After beer sales fell short of projections amid escalating inflationary pressures, Heineken NV said it is noticing signs of deterioration in consumer demand. The second-largest brewer in the world reported that organic beer volume growth for the third quarter was 8.9%, less than the 11.8 percent average analyst projection. Higher prices discouraged some customers from purchasing more alcohol, which hurt profitability. In a statement released on Wednesday, Chief Executive Officer Dolf van den Brink said, ‘We increasingly perceive grounds to be cautious on the macroeconomic outlook, particularly some indicators of weakening in consumer demand’.

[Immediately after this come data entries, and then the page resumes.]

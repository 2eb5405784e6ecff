// Copyright 2024 Build Core Contributors.
// Licensed under the Apache License, Version 2.0 (see LICENSE).

#![deny(warnings)]
// Enable all clippy lints except for many of the pedantic ones. It's a shame this needs to be copied and pasted across crates, but there doesn't appear to be a way to include inner attributes from a common source.
#![deny(
    clippy::all,
    clippy::default_trait_access,
    clippy::expl_impl_clone_on_copy,
    clippy::if_not_else,
    clippy::needless_continue,
    clippy::unseparated_literal_suffix,
    clippy::used_underscore_binding
)]
// It is often more clear to show that nothing is being moved.
#![allow(clippy::match_ref_pats)]
// Subjective style.
#![allow(
    clippy::len_without_is_empty,
    clippy::redundant_field_names,
    clippy::too_many_arguments
)]
// Default isn't as big a deal as people seem to think it is.
#![allow(clippy::new_without_default, clippy::new_ret_no_self)]
// Arc<Mutex> can be more clear than needing to grok Orderings:
#![allow(clippy::mutex_atomic)]

mod api;
mod bazel_msg;
mod blob;
pub mod local;
pub mod remote;
mod transfer;
mod tree_builder;
pub mod tree_ops;

pub use api::{
    artifacts_from_action_result, is_non_upward_target, result_has_upwards_symlinks, CacheFlag,
    ExecutionAction, ExecutionApi, ExecutionResponse, NamedArtifact, DEFAULT_EXECUTION_TIMEOUT,
};
pub use blob::ArtifactBlob;
pub use tree_builder::build_tree_blobs;

#[cfg(test)]
mod local_tests;

#[cfg(test)]
mod tree_ops_tests;
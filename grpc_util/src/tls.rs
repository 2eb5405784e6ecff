// Copyright 2024 Build Core Contributors.
// Licensed under the Apache License, Version 2.0 (see LICENSE).

use std::io::Cursor;

use tonic::transport::{Certificate, ClientTlsConfig, Identity};

/// TLS configuration for remote endpoints: an optional root CA bundle and an
/// optional client certificate/key pair for mutual TLS. With neither set, the
/// system trust store is used and no client authentication is offered.
#[derive(Clone, Default)]
pub struct Config {
    /// PEM bytes of the root CA bundle to trust instead of the system store.
    pub root_ca_certs: Option<Vec<u8>>,
    /// PEM bytes of the client certificate chain and private key for mTLS.
    pub mtls: Option<MtlsConfig>,
}

#[derive(Clone)]
pub struct MtlsConfig {
    pub cert_chain: Vec<u8>,
    pub key: Vec<u8>,
}

impl Config {
    pub fn new<Buf: AsRef<[u8]>>(
        root_ca_certs: Option<Buf>,
        mtls: Option<(Buf, Buf)>,
    ) -> Result<Self, String> {
        // Validate the PEM payloads eagerly so misconfiguration fails at
        // startup rather than on the first RPC.
        fn parse_certs(raw: &[u8], what: &str) -> Result<(), String> {
            let certs = rustls_pemfile::certs(&mut Cursor::new(raw))
                .collect::<Result<Vec<_>, _>>()
                .map_err(|e| format!("Failed to parse {what}: {e}"))?;
            if certs.is_empty() {
                return Err(format!("No certificates found in {what}"));
            }
            Ok(())
        }

        if let Some(raw) = root_ca_certs.as_ref() {
            parse_certs(raw.as_ref(), "TLS root CA certs data")?;
        }
        if let Some((cert, key)) = mtls.as_ref() {
            parse_certs(cert.as_ref(), "client authentication (mTLS) certs data")?;
            rustls_pemfile::private_key(&mut Cursor::new(key.as_ref()))
                .map_err(|e| format!("Failed to parse client authentication (mTLS) key: {e}"))?
                .ok_or_else(|| {
                    "No private key found in client authentication (mTLS) key data".to_owned()
                })?;
        }

        Ok(Config {
            root_ca_certs: root_ca_certs.map(|b| b.as_ref().to_vec()),
            mtls: mtls.map(|(cert, key)| MtlsConfig {
                cert_chain: cert.as_ref().to_vec(),
                key: key.as_ref().to_vec(),
            }),
        })
    }

    pub fn new_without_mtls<Buf: AsRef<[u8]>>(root_ca_certs: Option<Buf>) -> Result<Self, String> {
        Self::new(root_ca_certs, None)
    }

    pub(crate) fn to_client_tls_config(&self) -> Result<ClientTlsConfig, String> {
        let mut tls = match &self.root_ca_certs {
            Some(ca) => ClientTlsConfig::new().ca_certificate(Certificate::from_pem(ca)),
            None => ClientTlsConfig::new().with_native_roots(),
        };
        if let Some(mtls) = &self.mtls {
            tls = tls.identity(Identity::from_pem(&mtls.cert_chain, &mtls.key));
        }
        Ok(tls)
    }
}

#[cfg(test)]
mod tests {
    use super::Config;

    #[test]
    fn rejects_malformed_pem() {
        assert!(Config::new_without_mtls(Some(b"not pem".as_slice())).is_err());
        assert!(Config::new(None, Some((b"bad".as_slice(), b"bad".as_slice()))).is_err());
    }

    #[test]
    fn accepts_absent_material() {
        let config = Config::new_without_mtls(None::<&[u8]>).unwrap();
        assert!(config.root_ca_certs.is_none());
        assert!(config.mtls.is_none());
    }
}
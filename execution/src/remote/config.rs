// Copyright 2024 Build Core Contributors.
// Licensed under the Apache License, Version 2.0 (see LICENSE).

use std::collections::BTreeMap;

use grpc_util::retry::RetryConfig;
use grpc_util::tls;

/// Client-side transfer tuning. The gRPC message limit is a hard protocol
/// bound; the batch transfer limit may be lowered further by the server's
/// advertised `max_batch_total_size_bytes`.
#[derive(Clone, Copy, Debug)]
pub struct ExecutionConfiguration {
    /// Upper bound for a single gRPC message.
    pub max_grpc_message_bytes: usize,
    /// Upper bound for the content carried by one batch request; anything
    /// bigger goes through the streaming interface.
    pub max_batch_transfer_bytes: usize,
    /// Downloaded blobs above this size are spooled to disk instead of being
    /// held in memory.
    pub in_memory_blob_limit_bytes: usize,
    /// Chunk size for streaming transfers.
    pub stream_chunk_bytes: usize,
}

impl Default for ExecutionConfiguration {
    fn default() -> Self {
        ExecutionConfiguration {
            max_grpc_message_bytes: 4 * 1024 * 1024,
            max_batch_transfer_bytes: store::LARGE_OBJECT_THRESHOLD,
            in_memory_blob_limit_bytes: 1024 * 1024,
            stream_chunk_bytes: 1024 * 1024,
        }
    }
}

/// One dispatch rule: if every property of the predicate matches the
/// effective platform properties of an action, that action is executed
/// against the alternative endpoint instead.
#[derive(Clone, Debug)]
pub struct DispatchRule {
    pub predicate: BTreeMap<String, String>,
    pub endpoint: String,
}

impl DispatchRule {
    pub fn matches(&self, properties: &BTreeMap<String, String>) -> bool {
        self.predicate
            .iter()
            .all(|(key, value)| properties.get(key) == Some(value))
    }
}

/// Configuration of a remote execution endpoint.
#[derive(Clone)]
pub struct RemoteExecutionConfig {
    pub address: String,
    pub instance_name: String,
    /// Base platform properties; actions overlay their own on top.
    pub platform_properties: BTreeMap<String, String>,
    /// Rules mapping platform-property patterns to alternative endpoints.
    pub dispatch: Vec<DispatchRule>,
    /// Secondary endpoint the rebuilder compares against.
    pub cache_address: Option<String>,
    pub tls: Option<tls::Config>,
    pub retry: RetryConfig,
    pub execution: ExecutionConfiguration,
}

impl RemoteExecutionConfig {
    pub fn new(address: String) -> RemoteExecutionConfig {
        RemoteExecutionConfig {
            address,
            instance_name: String::new(),
            platform_properties: BTreeMap::new(),
            dispatch: vec![],
            cache_address: None,
            tls: None,
            retry: RetryConfig::default(),
            execution: ExecutionConfiguration::default(),
        }
    }

    /// The endpoint the given effective properties dispatch to, if any rule
    /// matches. The first matching rule wins.
    pub fn dispatch_endpoint(&self, properties: &BTreeMap<String, String>) -> Option<&str> {
        self.dispatch
            .iter()
            .find(|rule| rule.matches(properties))
            .map(|rule| rule.endpoint.as_str())
    }
}
// Copyright 2024 Build Core Contributors.
// Licensed under the Apache License, Version 2.0 (see LICENSE).

use bytes::Bytes;
use hashing::{Digest, HashFunction};

/// Deterministic blob fixtures shared across crate tests.
#[derive(Clone, Debug)]
pub struct TestData {
    string: String,
}

impl TestData {
    pub fn empty() -> TestData {
        TestData::new("")
    }

    pub fn greeting() -> TestData {
        TestData::new("hello build\n")
    }

    pub fn catnip() -> TestData {
        TestData::new("eats evenings, cat snacks\n")
    }

    pub fn script() -> TestData {
        TestData::new("#!/bin/sh\necho -n test\n")
    }

    /// A pseudo-random-looking blob of the given size, for chunking and
    /// streaming-fallback tests. Deterministic for a given size.
    pub fn large(len: usize) -> TestData {
        let mut string = String::with_capacity(len + 16);
        let mut state: u64 = 0x243f_6a88_85a3_08d3;
        while string.len() < len {
            state = state.wrapping_mul(6_364_136_223_846_793_005).wrapping_add(1);
            string.push_str(&format!("{state:016x}\n"));
        }
        string.truncate(len);
        TestData { string }
    }

    pub fn new(s: &str) -> TestData {
        TestData {
            string: s.to_owned(),
        }
    }

    pub fn string(&self) -> String {
        self.string.clone()
    }

    pub fn bytes(&self) -> Bytes {
        Bytes::copy_from_slice(self.string.as_bytes())
    }

    pub fn len(&self) -> usize {
        self.string.len()
    }

    pub fn digest(&self, hash_function: HashFunction) -> Digest {
        hash_function.hash_blob_data(self.string.as_bytes())
    }
}
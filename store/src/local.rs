// Copyright 2024 Build Core Contributors.
// Licensed under the Apache License, Version 2.0 (see LICENSE).

use std::path::{Path, PathBuf};
use std::sync::Arc;

use common::ObjectType;
use hashing::Digest;
use hashing::HashFunction;

use crate::file_store::{FileStore, StoreMode};
use crate::large::{LargeObjectCas, LargeObjectError, CHUNK_AVG_SIZE, CHUNK_MAX_SIZE, CHUNK_MIN_SIZE};
use crate::tree::{self, TreeEntry};
use crate::{GcLock, StorageConfig};

/// The stores of one generation.
struct GenerationStores {
    cas_f: FileStore,
    cas_x: FileStore,
    cas_t: FileStore,
    large_f: LargeObjectCas,
    large_t: LargeObjectCas,
}

struct Inner {
    config: StorageConfig,
    generations: Vec<GenerationStores>,
    lock: GcLock,
}

/// The local content-addressed store.
///
/// Content lives in per-generation sharded file stores: regular files,
/// executables and (in native mode) trees each in their own area, plus a
/// large-object index mapping a big object to the chunks it splices from.
///
/// Reads look up generation 0 first and fall back to older generations; any
/// hit in an older generation is promoted ("uplinked") into generation 0, for
/// trees together with everything they transitively reference. Garbage
/// collection then only ever deletes the oldest generation.
#[derive(Clone)]
pub struct LocalCas {
    inner: Arc<Inner>,
}
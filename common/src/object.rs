// Copyright 2024 Build Core Contributors.
// Licensed under the Apache License, Version 2.0 (see LICENSE).

use std::fmt;

use hashing::Digest;
use serde::{Deserialize, Serialize};

/// The type of a stored object.
///
/// `File` and `Executable` differ only in the permission bits of the stored
/// file. A `Symlink` is stored as a blob whose content is the link target. A
/// `Tree` is a directory manifest and lives in its own storage area in native
/// mode.
#[derive(Clone, Copy, Debug, Eq, Hash, PartialEq, Serialize, Deserialize)]
#[serde(rename_all = "lowercase")]
pub enum ObjectType {
    File,
    Executable,
    Symlink,
    Tree,
}

impl ObjectType {
    pub fn is_tree(&self) -> bool {
        matches!(self, ObjectType::Tree)
    }

    pub fn is_symlink(&self) -> bool {
        matches!(self, ObjectType::Symlink)
    }

    pub fn is_file(&self) -> bool {
        matches!(self, ObjectType::File | ObjectType::Executable)
    }

    pub fn is_executable(&self) -> bool {
        matches!(self, ObjectType::Executable)
    }

    /// The Git tree-entry mode for this type.
    pub fn mode(&self) -> u32 {
        match self {
            ObjectType::File => 0o100644,
            ObjectType::Executable => 0o100755,
            ObjectType::Symlink => 0o120000,
            ObjectType::Tree => 0o040000,
        }
    }

    pub fn from_mode(mode: u32) -> Result<ObjectType, String> {
        match mode {
            0o100644 | 0o100664 => Ok(ObjectType::File),
            0o100755 => Ok(ObjectType::Executable),
            0o120000 => Ok(ObjectType::Symlink),
            0o040000 => Ok(ObjectType::Tree),
            _ => Err(format!("Unsupported tree entry mode {mode:o}")),
        }
    }

    /// Single-character rendering used in object-info strings.
    pub fn as_char(&self) -> char {
        match self {
            ObjectType::File => 'f',
            ObjectType::Executable => 'x',
            ObjectType::Symlink => 'l',
            ObjectType::Tree => 't',
        }
    }
}

/// What is known about a built (or source) object: its digest, its type, and
/// whether the action producing it was allowed to fail and did.
#[derive(Clone, Copy, Debug, Eq, PartialEq, Serialize, Deserialize)]
pub struct ObjectInfo {
    pub digest: Digest,
    pub object_type: ObjectType,
    #[serde(default)]
    pub failed: bool,
}

impl ObjectInfo {
    pub fn new(digest: Digest, object_type: ObjectType) -> ObjectInfo {
        ObjectInfo {
            digest,
            object_type,
            failed: false,
        }
    }

    pub fn failed(digest: Digest, object_type: ObjectType) -> ObjectInfo {
        ObjectInfo {
            digest,
            object_type,
            failed: true,
        }
    }
}

impl fmt::Display for ObjectInfo {
    fn fmt(&self, f: &mut fmt::Formatter<'_>) -> fmt::Result {
        write!(
            f,
            "[{}:{}:{}{}]",
            self.digest.hash,
            self.digest.size_bytes,
            self.object_type.as_char(),
            if self.failed { " (failed)" } else { "" },
        )
    }
}
impl LocalAction {
    pub(crate) fn new(
        api: LocalApi,
        root_digest: Digest,
        command: Vec<String>,
        cwd: String,
        output_files: Vec<String>,
        output_dirs: Vec<String>,
        env: BTreeMap<String, String>,
        properties: BTreeMap<String, String>,
    ) -> LocalAction {
        LocalAction {
            api,
            root_digest,
            command,
            cwd,
            output_files,
            output_dirs,
            env,
            properties,
            cache_flag: CacheFlag::CacheOutput,
            timeout: DEFAULT_EXECUTION_TIMEOUT,
        }
    }

    fn storage(&self) -> &Storage {
        self.api.storage()
    }

    fn messages(&self) -> ActionMessages {
        create_action_messages(
            self.api.hash_function(),
            &self.root_digest,
            &self.command,
            &self.cwd,
            &self.output_files,
            &self.output_dirs,
            &self.env,
            &self.properties,
            self.timeout,
            self.cache_flag == CacheFlag::DoNotCacheOutput,
        )
    }

    async fn run(&self) -> Result<remexec::ActionResult, String> {
        let exec_root = self.storage().config().execution_root();
        tokio::fs::create_dir_all(&exec_root)
            .await
            .map_err(|e| format!("Failed to create {}: {e}", exec_root.display()))?;
        // Removed on every exit path by the Drop of the TempDir.
        let sandbox = tempfile::Builder::new()
            .prefix("exec-")
            .tempdir_in(&exec_root)
            .map_err(|e| format!("Failed to create execution directory: {e}"))?;

        stage_tree(self.storage(), &self.root_digest, sandbox.path()).await?;

        let workdir = sandbox.path().join(&self.cwd);
        tokio::fs::create_dir_all(&workdir)
            .await
            .map_err(|e| format!("Failed to create working directory: {e}"))?;

        let launcher = &self.api.exec_config().launcher;
        let (program, prefix_args) = match launcher.split_first() {
            Some((program, rest)) => (program.clone(), rest.to_vec()),
            None => (
                self.command
                    .first()
                    .ok_or("Cannot execute an empty command")?
                    .clone(),
                vec![],
            ),
        };

        let mut command = tokio::process::Command::new(&program);
        if launcher.is_empty() {
            command.args(&self.command[1..]);
        } else {
            command.args(&prefix_args).args(&self.command);
        }
        command
            .env_clear()
            .envs(&self.env)
            .current_dir(&workdir)
            .stdin(std::process::Stdio::null())
            .stdout(std::process::Stdio::piped())
            .stderr(std::process::Stdio::piped())
            .kill_on_drop(true);

        log::trace!("Spawning {:?} in {}", self.command, workdir.display());
        let child = command
            .spawn()
            .map_err(|e| format!("Failed to spawn {program:?}: {e}"))?;

        let output = match tokio::time::timeout(self.timeout, child.wait_with_output()).await {
            Ok(result) => result.map_err(|e| format!("Failed to wait for {program:?}: {e}"))?,
            Err(_) => {
                return Err(format!(
                    "Action timed out after {:?}: {:?}",
                    self.timeout, self.command
                ))
            }
        };
        let exit_code = output.status.code().unwrap_or(-1);

        let stdout_digest = self
            .storage()
            .cas()
            .store_blob_bytes(&output.stdout, false)
            .await?;
        let stderr_digest = self
            .storage()
            .cas()
            .store_blob_bytes(&output.stderr, false)
            .await?;

        let mut result = remexec::ActionResult {
            exit_code,
            stdout_digest: Some(protos::digest_to_proto(&stdout_digest)),
            stderr_digest: Some(protos::digest_to_proto(&stderr_digest)),
            ..Default::default()
        };
        self.collect_outputs(&workdir, &mut result).await?;
        Ok(result)
    }

    /// Walk the declared outputs and ingest whatever the action produced.
    /// Missing outputs are simply absent from the result; the executor
    /// decides whether that fails the action.
    async fn collect_outputs(
        &self,
        workdir: &Path,
        result: &mut remexec::ActionResult,
    ) -> Result<(), String> {
        let compatible = self.api.hash_function().hash_type() == HashType::Compatible;

        for declared in &self.output_files {
            let path = workdir.join(declared);
            let metadata = match tokio::fs::symlink_metadata(&path).await {
                Ok(metadata) => metadata,
                Err(_) => continue,
            };
            if metadata.is_symlink() {
                let target = read_symlink_target(&path).await?;
                if compatible && !is_non_upward_target(&target) {
                    return Err(format!(
                        "Action produced upward symlink {declared:?} -> {target:?}"
                    ));
                }
                self.storage()
                    .cas()
                    .store_blob_bytes(target.as_bytes(), false)
                    .await?;
                result.output_symlinks.push(remexec::OutputSymlink {
                    path: declared.clone(),
                    target,
                });
            } else if metadata.is_file() {
                let executable = is_executable(&metadata);
                let digest = self
                    .storage()
                    .cas()
                    .store_blob_file(&path, executable, true)
                    .await?;
                result.output_files.push(remexec::OutputFile {
                    path: declared.clone(),
                    digest: Some(protos::digest_to_proto(&digest)),
                    is_executable: executable,
                    contents: Default::default(),
                });
            }
        }

        for declared in &self.output_dirs {
            let path = workdir.join(declared);
            let metadata = match tokio::fs::symlink_metadata(&path).await {
                Ok(metadata) => metadata,
                Err(_) => continue,
            };
            if metadata.is_symlink() {
                let target = read_symlink_target(&path).await?;
                if compatible && !is_non_upward_target(&target) {
                    return Err(format!(
                        "Action produced upward symlink {declared:?} -> {target:?}"
                    ));
                }
                self.storage()
                    .cas()
                    .store_blob_bytes(target.as_bytes(), false)
                    .await?;
                result.output_symlinks.push(remexec::OutputSymlink {
                    path: declared.clone(),
                    target,
                });
            } else if metadata.is_dir() {
                let tree_digest = ingest_directory(self.storage(), compatible, &path).await?;
                result.output_directories.push(remexec::OutputDirectory {
                    path: declared.clone(),
                    tree_digest: Some(protos::digest_to_proto(&tree_digest)),
                    is_topologically_sorted: false,
                });
            }
        }
        Ok(())
    }
}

Heineken maintained its outlook for modest growth this year as a rebound in the beer business is clouded by Russia’s war in Ukraine and price pressures. Brewers have managed to largely protect margins this year by raising prices to cope with soaring costs. But there’s a limit to how much customers may be able to handle that as rampant inflation and higher food and energy costs destroy discretionary purchasing power.Earlier this year, Heineken itself warned it was facing the worst inflation in a decade and said consumers may cut back on beer, threatening the industry’s recovery from the pandemic.
Heineken had earlier in August reported better-than-anticipated first-half earnings due to consumers purchasing more beer amid inflationary pressures, despite the fact that it anticipated growing prices to reduce its profit margins in 2023. CEO Dolf van den Brink had told Reuters that the beer business appeared to be quite resilient and that there had been no indication that rising living expenses were causing people to drink less. While the estimate for this year is for stability or a slight increase, Heineken had noted that its target for 2023 was for an operating profit gain of a mid to high single-digit percentage. It had also raised doubts about achieving its earlier goal of increasing its operating margin to 17% in 2023 because of higher input prices.